* **Activity**
Where the string "AtomicBool" appears in a line of the data, show that line.

* **Stored data**
┌──

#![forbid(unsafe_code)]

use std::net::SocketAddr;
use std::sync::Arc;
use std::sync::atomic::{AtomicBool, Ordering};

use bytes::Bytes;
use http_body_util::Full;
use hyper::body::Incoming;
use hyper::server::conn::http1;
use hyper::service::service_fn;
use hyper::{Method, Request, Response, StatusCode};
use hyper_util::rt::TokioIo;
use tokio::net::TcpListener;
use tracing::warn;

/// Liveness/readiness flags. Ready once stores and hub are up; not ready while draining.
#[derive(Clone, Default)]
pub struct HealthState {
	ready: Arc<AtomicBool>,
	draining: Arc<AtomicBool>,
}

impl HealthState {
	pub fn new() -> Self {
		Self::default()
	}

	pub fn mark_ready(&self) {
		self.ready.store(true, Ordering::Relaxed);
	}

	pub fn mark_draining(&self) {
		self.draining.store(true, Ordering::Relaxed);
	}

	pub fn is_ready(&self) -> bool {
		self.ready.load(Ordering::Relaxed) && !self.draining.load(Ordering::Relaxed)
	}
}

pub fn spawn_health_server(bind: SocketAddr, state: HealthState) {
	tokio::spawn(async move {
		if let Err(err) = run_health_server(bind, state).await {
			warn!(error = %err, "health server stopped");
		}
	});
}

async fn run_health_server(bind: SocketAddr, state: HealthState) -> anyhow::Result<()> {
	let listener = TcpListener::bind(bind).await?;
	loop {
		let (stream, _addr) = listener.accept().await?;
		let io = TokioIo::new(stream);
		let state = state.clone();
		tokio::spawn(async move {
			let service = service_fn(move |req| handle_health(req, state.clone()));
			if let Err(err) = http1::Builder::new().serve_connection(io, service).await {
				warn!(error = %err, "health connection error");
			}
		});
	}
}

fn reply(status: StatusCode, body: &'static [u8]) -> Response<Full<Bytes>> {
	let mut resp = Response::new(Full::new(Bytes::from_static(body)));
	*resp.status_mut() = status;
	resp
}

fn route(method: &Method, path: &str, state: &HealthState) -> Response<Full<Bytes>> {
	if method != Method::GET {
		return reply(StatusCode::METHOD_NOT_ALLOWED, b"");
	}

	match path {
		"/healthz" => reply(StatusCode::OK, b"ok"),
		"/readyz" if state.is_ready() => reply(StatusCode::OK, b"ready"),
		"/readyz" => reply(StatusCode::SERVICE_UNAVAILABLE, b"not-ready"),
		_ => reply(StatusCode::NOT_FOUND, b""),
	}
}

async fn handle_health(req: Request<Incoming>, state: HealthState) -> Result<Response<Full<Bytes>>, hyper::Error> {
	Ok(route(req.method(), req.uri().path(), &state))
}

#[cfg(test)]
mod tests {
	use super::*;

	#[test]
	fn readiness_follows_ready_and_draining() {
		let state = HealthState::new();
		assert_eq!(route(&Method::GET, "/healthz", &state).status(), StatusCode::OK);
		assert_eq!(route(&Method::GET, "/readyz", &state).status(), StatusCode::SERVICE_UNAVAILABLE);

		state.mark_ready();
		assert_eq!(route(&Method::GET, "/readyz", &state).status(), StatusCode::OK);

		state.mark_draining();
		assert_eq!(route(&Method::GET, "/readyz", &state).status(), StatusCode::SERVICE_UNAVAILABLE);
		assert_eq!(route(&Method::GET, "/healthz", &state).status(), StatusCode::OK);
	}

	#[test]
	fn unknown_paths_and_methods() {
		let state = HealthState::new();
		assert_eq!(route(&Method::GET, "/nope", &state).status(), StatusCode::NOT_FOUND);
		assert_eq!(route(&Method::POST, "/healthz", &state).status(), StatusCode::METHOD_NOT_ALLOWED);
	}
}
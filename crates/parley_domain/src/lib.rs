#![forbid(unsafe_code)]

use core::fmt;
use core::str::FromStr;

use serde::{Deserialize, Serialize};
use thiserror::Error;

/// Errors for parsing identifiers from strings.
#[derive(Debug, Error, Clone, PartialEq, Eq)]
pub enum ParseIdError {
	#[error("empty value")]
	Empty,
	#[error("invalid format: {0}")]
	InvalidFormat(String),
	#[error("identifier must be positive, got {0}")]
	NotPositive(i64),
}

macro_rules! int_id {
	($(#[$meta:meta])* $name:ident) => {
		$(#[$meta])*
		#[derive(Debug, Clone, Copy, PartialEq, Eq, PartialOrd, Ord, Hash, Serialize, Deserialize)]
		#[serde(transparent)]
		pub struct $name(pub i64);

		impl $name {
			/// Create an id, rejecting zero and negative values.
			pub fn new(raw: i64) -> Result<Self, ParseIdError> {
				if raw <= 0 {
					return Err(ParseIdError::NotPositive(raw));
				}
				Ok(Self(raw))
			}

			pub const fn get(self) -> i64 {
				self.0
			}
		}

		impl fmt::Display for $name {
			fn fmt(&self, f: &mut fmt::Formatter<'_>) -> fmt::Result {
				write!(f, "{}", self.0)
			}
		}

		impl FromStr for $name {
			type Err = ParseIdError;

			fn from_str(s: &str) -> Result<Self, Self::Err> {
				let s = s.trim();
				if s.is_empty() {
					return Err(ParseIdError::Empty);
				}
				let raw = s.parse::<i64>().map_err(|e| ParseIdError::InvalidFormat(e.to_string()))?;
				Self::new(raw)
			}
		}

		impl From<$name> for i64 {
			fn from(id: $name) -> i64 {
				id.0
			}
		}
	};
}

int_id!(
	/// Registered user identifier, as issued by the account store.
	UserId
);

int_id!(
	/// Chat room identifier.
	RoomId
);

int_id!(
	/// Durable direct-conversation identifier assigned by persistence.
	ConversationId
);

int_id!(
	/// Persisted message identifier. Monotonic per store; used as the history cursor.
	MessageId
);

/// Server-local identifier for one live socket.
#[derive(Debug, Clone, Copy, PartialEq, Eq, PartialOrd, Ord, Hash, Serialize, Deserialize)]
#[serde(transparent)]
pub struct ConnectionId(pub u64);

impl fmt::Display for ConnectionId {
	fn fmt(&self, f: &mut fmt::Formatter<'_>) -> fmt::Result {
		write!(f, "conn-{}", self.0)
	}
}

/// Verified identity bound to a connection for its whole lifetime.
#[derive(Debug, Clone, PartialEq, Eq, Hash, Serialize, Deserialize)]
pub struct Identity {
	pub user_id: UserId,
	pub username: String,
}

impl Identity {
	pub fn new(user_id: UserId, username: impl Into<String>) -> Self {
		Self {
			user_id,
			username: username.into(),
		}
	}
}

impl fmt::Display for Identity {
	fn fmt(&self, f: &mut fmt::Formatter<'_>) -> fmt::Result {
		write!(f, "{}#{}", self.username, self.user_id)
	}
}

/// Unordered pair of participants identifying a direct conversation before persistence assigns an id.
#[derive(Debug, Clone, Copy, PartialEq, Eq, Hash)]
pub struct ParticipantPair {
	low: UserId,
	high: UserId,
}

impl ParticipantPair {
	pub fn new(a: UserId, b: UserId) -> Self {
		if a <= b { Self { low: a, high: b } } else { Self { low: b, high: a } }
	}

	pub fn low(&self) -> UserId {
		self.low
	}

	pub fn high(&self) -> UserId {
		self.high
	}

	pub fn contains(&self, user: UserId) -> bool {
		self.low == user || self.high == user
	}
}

└──
┌──

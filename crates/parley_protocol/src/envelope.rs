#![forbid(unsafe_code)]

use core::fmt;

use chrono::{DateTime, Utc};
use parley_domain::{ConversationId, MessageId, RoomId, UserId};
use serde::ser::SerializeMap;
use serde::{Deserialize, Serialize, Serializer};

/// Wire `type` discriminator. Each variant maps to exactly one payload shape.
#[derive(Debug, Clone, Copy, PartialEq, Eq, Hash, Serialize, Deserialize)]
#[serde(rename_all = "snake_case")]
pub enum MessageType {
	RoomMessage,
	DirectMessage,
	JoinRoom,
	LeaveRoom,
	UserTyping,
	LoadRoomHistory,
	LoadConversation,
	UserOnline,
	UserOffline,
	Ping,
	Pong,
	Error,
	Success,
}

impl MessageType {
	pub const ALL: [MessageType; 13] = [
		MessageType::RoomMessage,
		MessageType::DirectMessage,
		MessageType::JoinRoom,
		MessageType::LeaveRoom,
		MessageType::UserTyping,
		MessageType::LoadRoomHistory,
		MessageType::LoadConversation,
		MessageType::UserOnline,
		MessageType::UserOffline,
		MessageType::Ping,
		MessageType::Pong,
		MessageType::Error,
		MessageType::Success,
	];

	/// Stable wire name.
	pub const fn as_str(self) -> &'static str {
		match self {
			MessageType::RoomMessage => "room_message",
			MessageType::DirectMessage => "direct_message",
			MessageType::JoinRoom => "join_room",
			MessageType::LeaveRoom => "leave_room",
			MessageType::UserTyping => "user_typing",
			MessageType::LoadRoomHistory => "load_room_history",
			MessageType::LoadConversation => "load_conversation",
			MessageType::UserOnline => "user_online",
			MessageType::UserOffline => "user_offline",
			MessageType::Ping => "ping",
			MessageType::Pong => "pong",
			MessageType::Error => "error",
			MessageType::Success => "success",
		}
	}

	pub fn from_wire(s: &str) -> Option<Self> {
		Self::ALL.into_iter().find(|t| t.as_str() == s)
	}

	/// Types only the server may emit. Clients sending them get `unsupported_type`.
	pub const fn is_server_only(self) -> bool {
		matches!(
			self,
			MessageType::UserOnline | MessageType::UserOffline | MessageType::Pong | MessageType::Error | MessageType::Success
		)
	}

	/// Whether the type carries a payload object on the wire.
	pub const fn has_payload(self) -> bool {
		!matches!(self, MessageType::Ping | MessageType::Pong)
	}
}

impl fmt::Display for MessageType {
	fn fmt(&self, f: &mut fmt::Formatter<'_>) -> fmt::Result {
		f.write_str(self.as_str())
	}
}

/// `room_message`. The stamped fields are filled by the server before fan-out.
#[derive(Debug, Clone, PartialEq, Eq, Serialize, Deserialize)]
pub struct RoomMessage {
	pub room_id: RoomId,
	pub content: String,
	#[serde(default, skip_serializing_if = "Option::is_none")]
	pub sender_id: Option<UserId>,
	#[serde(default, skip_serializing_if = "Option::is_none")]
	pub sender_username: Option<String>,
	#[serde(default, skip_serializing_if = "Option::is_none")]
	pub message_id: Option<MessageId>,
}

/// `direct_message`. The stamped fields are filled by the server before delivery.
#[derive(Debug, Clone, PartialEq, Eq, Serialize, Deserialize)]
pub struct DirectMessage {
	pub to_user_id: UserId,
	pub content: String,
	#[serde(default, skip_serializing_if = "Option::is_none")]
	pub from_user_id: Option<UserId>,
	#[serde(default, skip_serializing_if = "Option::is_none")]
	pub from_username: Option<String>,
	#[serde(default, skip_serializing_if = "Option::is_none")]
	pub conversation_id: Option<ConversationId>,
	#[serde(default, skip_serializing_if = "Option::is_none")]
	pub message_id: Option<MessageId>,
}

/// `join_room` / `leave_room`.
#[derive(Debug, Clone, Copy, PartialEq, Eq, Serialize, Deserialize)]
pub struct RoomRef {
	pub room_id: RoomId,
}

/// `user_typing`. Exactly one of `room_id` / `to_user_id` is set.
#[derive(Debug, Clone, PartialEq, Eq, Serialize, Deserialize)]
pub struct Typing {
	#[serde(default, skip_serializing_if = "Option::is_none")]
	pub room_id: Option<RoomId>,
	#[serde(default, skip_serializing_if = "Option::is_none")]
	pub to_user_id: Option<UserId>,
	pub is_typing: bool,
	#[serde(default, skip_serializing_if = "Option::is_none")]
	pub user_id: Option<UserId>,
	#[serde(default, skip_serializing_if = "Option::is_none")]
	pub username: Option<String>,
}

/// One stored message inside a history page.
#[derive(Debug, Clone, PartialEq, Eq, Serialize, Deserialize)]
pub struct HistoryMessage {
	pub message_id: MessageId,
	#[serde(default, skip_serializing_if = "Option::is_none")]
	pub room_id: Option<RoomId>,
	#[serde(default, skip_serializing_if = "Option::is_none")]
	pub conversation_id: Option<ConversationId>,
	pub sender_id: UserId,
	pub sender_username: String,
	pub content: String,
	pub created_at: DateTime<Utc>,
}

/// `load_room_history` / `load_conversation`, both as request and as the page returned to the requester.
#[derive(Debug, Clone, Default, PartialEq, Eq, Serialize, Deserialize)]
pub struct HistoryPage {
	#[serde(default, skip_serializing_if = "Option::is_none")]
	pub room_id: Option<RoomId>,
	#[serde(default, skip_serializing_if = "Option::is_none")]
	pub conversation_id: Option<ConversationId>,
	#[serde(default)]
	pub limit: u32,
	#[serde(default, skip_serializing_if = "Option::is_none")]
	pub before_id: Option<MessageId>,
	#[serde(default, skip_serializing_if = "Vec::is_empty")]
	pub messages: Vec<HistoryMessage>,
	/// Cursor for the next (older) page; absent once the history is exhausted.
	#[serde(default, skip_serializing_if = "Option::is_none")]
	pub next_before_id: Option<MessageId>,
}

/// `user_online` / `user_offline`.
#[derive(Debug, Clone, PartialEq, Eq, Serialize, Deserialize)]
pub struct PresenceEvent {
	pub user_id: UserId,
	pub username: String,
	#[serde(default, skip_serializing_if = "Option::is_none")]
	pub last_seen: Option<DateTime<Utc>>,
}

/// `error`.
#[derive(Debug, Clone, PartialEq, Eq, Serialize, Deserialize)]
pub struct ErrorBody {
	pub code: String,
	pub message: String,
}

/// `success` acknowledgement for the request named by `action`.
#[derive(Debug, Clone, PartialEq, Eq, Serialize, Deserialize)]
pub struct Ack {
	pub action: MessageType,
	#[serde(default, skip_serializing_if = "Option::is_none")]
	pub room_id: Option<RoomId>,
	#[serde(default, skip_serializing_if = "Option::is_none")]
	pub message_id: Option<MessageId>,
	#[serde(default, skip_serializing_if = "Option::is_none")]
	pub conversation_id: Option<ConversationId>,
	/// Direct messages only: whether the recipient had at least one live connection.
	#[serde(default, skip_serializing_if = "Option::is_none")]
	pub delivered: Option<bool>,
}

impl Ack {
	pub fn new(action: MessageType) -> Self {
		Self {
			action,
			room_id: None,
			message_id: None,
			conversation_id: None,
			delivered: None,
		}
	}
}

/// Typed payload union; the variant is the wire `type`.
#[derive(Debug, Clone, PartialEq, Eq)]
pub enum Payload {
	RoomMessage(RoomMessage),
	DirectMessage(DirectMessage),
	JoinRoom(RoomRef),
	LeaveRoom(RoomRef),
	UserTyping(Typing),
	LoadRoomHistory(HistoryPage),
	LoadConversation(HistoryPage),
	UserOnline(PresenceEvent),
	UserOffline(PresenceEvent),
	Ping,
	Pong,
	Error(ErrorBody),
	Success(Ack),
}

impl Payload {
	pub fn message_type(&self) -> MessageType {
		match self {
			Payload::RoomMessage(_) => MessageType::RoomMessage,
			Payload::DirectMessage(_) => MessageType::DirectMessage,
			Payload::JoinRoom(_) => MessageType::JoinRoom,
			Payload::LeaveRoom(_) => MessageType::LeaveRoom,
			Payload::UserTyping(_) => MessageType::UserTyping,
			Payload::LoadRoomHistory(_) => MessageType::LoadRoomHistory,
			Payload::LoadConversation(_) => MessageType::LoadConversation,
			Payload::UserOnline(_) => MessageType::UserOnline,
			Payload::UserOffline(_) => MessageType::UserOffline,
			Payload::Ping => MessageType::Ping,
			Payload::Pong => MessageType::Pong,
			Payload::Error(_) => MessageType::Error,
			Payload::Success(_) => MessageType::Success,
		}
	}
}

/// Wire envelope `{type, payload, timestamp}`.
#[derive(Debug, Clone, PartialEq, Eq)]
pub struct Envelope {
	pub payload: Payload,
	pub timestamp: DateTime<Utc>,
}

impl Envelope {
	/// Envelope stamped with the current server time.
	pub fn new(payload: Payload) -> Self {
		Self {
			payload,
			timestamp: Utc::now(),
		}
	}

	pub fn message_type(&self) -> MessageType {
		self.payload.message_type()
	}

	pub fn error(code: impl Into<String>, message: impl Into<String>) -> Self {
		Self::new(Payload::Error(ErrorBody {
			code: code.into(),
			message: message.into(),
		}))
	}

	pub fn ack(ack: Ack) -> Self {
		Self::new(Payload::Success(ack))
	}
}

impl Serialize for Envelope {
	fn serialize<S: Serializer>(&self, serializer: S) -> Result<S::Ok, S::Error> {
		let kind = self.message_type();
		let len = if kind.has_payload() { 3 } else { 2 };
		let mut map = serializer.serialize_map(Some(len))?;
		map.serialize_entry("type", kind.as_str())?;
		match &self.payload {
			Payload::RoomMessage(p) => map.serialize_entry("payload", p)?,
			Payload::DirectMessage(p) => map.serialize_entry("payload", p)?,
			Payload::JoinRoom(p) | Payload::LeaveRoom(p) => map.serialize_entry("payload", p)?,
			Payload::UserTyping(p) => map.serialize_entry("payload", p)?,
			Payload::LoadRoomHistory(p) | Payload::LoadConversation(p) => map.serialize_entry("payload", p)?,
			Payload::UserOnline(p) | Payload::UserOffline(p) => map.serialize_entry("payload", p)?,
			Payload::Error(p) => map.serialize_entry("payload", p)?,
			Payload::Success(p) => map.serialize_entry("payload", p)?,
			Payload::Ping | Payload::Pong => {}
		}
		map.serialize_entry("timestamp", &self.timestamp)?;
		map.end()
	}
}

└──

* **Finished exercise**
use std::sync::atomic::{AtomicBool, Ordering};
	ready: Arc<AtomicBool>,
	draining: Arc<AtomicBool>,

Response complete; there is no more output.